TITRE II -Les archives publiques
Art. 3.-Les archives publiques sont : 1°) les documents qui procèdent de l’activité de l’administration du territoire, des établissements et entreprises publics ; 2°) les documents qui procèdent de l’activité des organismes de droit privé chargés de la gestion des services publics ou d’une mission de service public ; 3°) les minutes et répertoires des officiers publics ou ministériels. Les archives publiques, quel qu’en soit le possesseur, sont imprescriptibles. Les conditions de leur conservation sont déterminées par arrêté du conseil de gouvernement prévu à l’article 28 de la présente délibération.Art. 4.-A l’expiration de leur période d’utilisation courante par les services, établissements et organismes qui les ont produits ou reçus, les documents visés à l’article 3 font l’objet d’un tri pour séparer les documents à conserver et les documents dépourvus d’intérêt administratif et historique, destinés à l’élimination. La liste des documents destinés à l’élimination ainsi que les conditions de leur élimination sont fixées en accord entre l’autorité qui les a produits ou reçus et le service des archives.

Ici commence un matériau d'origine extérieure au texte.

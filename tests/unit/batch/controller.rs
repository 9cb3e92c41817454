use std::cell::RefCell;
use std::rc::Rc;

use super::*;
use crate::foundation::core::ElementBox;
use crate::render::surface::InMemorySurface;

// Node i sits at 1000 + 10i; with `top 80%` -> `top 20%` in a 1000px viewport it enters at
// offset 200 + 10i and leaves at 800 + 10i.
fn grid(n: u64) -> InMemorySurface {
    let mut s = InMemorySurface::new(1000.0, 8000.0);
    for i in 0..n {
        s.insert_node(NodeId(i), ElementBox::new(1000.0 + i as f64 * 10.0, 100.0));
    }
    s
}

fn controller(n: u64, config: BatchConfig) -> BatchController {
    BatchController::new(Region::parse("top 80%", "top 20%").unwrap(), config)
        .unwrap()
        .with_members((0..n).map(NodeId))
}

fn at(offset: f64) -> ScrollState {
    ScrollState::at(offset)
}

#[test]
fn twenty_entries_within_the_window_fire_once() {
    let mut s = grid(20);
    let mut tls = TimelineSet::new();
    let calls = Rc::new(RefCell::new(Vec::new()));
    let log = calls.clone();
    let mut b = controller(20, BatchConfig::default())
        .on_enter(move |nodes, _| log.borrow_mut().push(nodes.to_vec()));

    assert!(b.update(&at(100.0), 0.9, &mut tls, &mut s).is_empty());
    assert!(b.update(&at(300.0), 1.0, &mut tls, &mut s).is_empty());
    assert!(b.update(&at(500.0), 1.05, &mut tls, &mut s).is_empty());
    assert_eq!(b.pending(Transition::Enter), 20);

    let fired = b.update(&at(500.0), 1.1, &mut tls, &mut s);
    assert_eq!(fired.len(), 1);
    assert_eq!(fired[0].transition, Transition::Enter);
    let calls = calls.borrow();
    assert_eq!(calls.len(), 1);
    assert_eq!(calls[0], (0..20).map(NodeId).collect::<Vec<_>>());
    assert_eq!(b.pending(Transition::Enter), 0);
}

#[test]
fn batch_max_flushes_early_in_chunks() {
    let mut s = grid(10);
    let mut tls = TimelineSet::new();
    let mut b = controller(
        10,
        BatchConfig {
            interval: 0.1,
            batch_max: Some(4),
        },
    );
    b.update(&at(0.0), 0.0, &mut tls, &mut s);
    let fired = b.update(&at(500.0), 0.01, &mut tls, &mut s);
    let sizes: Vec<usize> = fired.iter().map(|f| f.nodes.len()).collect();
    assert_eq!(sizes, vec![4, 4]);
    assert_eq!(b.pending(Transition::Enter), 2);

    let fired = b.update(&at(500.0), 0.2, &mut tls, &mut s);
    assert_eq!(fired.len(), 1);
    assert_eq!(fired[0].nodes, vec![NodeId(8), NodeId(9)]);
}

#[test]
fn backward_crossings_are_batched_separately() {
    let mut s = grid(3);
    let mut tls = TimelineSet::new();
    let mut b = controller(3, BatchConfig::default());
    b.update(&at(0.0), 0.0, &mut tls, &mut s);
    let fired = b.update(&at(2000.0), 1.0, &mut tls, &mut s);
    assert!(fired.is_empty());
    let fired = b.update(&at(2000.0), 1.2, &mut tls, &mut s);
    let kinds: Vec<Transition> = fired.iter().map(|f| f.transition).collect();
    assert_eq!(kinds, vec![Transition::Enter, Transition::Leave]);

    b.update(&at(0.0), 2.0, &mut tls, &mut s);
    let fired = b.update(&at(0.0), 2.5, &mut tls, &mut s);
    let kinds: Vec<Transition> = fired.iter().map(|f| f.transition).collect();
    assert_eq!(kinds, vec![Transition::EnterBack, Transition::LeaveBack]);
}

#[test]
fn reversed_crossings_within_a_window_cancel_out() {
    let mut s = grid(1);
    let mut tls = TimelineSet::new();
    let mut b = controller(1, BatchConfig::default());

    let mut fired = Vec::new();
    for (offset, now) in [(100.0, 0.0), (300.0, 0.016), (100.0, 0.033), (300.0, 0.05)] {
        fired.extend(b.update(&at(offset), now, &mut tls, &mut s));
    }
    assert_eq!(b.pending(Transition::Enter), 1);
    assert_eq!(b.pending(Transition::LeaveBack), 0);
    fired.extend(b.update(&at(300.0), 0.2, &mut tls, &mut s));
    fired.extend(b.update(&at(300.0), 0.4, &mut tls, &mut s));

    assert_eq!(fired.len(), 1);
    assert_eq!(fired[0].transition, Transition::Enter);
    assert_eq!(fired[0].nodes, vec![NodeId(0)]);
}

#[test]
fn entering_and_leaving_back_before_a_flush_fires_nothing() {
    let mut s = grid(1);
    let mut tls = TimelineSet::new();
    let mut b = controller(1, BatchConfig::default());
    b.update(&at(100.0), 0.0, &mut tls, &mut s);
    b.update(&at(300.0), 0.016, &mut tls, &mut s);
    b.update(&at(100.0), 0.033, &mut tls, &mut s);
    assert_eq!(b.pending(Transition::Enter), 0);
    assert!(b.update(&at(100.0), 0.5, &mut tls, &mut s).is_empty());
}

#[test]
fn members_added_mid_region_start_silently() {
    let mut s = grid(2);
    let mut tls = TimelineSet::new();
    let mut b = controller(2, BatchConfig::default()).starting_at(500.0);
    assert!(b.update(&at(500.0), 0.0, &mut tls, &mut s).is_empty());
    assert!(b.update(&at(500.0), 1.0, &mut tls, &mut s).is_empty());
    assert_eq!(b.pending(Transition::Enter), 0);
}

#[test]
fn detached_members_are_skipped() {
    let mut s = grid(3);
    let mut tls = TimelineSet::new();
    let mut b = controller(3, BatchConfig::default());
    b.update(&at(0.0), 0.0, &mut tls, &mut s);
    b.update(&at(500.0), 1.0, &mut tls, &mut s);
    s.detach(NodeId(1));
    let fired = b.update(&at(500.0), 1.5, &mut tls, &mut s);
    assert_eq!(fired[0].nodes, vec![NodeId(0), NodeId(2)]);
}

#[test]
fn callbacks_can_play_timelines() {
    use crate::animation::ease::Ease;
    use crate::animation::timeline::Tween;
    use crate::foundation::core::Property;

    let mut s = grid(2);
    let mut tls = TimelineSet::new();
    let mut b = controller(2, BatchConfig::default()).on_enter(|nodes, ctx| {
        ctx.play(Timeline::single(
            Tween::from_to(nodes.iter().copied(), 1.0)
                .from(Property::Opacity, 0.0)
                .prop(Property::Opacity, 1.0),
            Ease::Linear,
        ));
    });
    b.update(&at(0.0), 0.0, &mut tls, &mut s);
    b.update(&at(500.0), 1.0, &mut tls, &mut s);
    b.update(&at(500.0), 1.2, &mut tls, &mut s);
    assert_eq!(tls.len(), 1);
    assert_eq!(s.number(NodeId(1), Property::Opacity), Some(0.0));
}

#[test]
fn kill_is_idempotent() {
    let mut s = grid(2);
    let mut tls = TimelineSet::new();
    let mut b = controller(2, BatchConfig::default());
    b.update(&at(0.0), 0.0, &mut tls, &mut s);
    b.update(&at(500.0), 1.0, &mut tls, &mut s);
    b.kill();
    b.kill();
    assert!(b.is_killed());
    assert!(b.update(&at(500.0), 2.0, &mut tls, &mut s).is_empty());
    b.add(NodeId(0));
    assert!(b.is_empty());
}

#[test]
fn config_is_validated() {
    let region = Region::default();
    assert!(BatchController::new(region, BatchConfig { interval: -1.0, batch_max: None }).is_err());
    let zero = BatchConfig {
        interval: 0.1,
        batch_max: Some(0),
    };
    assert!(BatchController::new(region, zero).is_err());
}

Art. 5.-Lorsqu’il est mis fin à l’existence d’un service, établissement ou organisme détenteur d’archives publiques, celles-ci doivent être, à défaut d’une affectation différente déterminée par l’acte de suppression, versées à l’administration des archives.
Art. 6.-Les documents dont la communication était libre avant leur dépôt aux archives publiques continueront d’être communiqués sans restriction d’aucune sorte à toute personne qui en fera la demande. Les documents visés à l’article premier de la loi n° 78-753 du 17 juillet 1978 portant diverses mesures d’amélioration des relations entre l’administration et le public et diverses dispositions d’ordre administratif, social et fiscal demeurent communicables dans les conditions fixées par cette loi. Tous les autres documents d’archives publiques pourront être librement consultés à l’expiration d’un délai de trente ans ou des délais spéciaux prévus à l’article 7 ci-après.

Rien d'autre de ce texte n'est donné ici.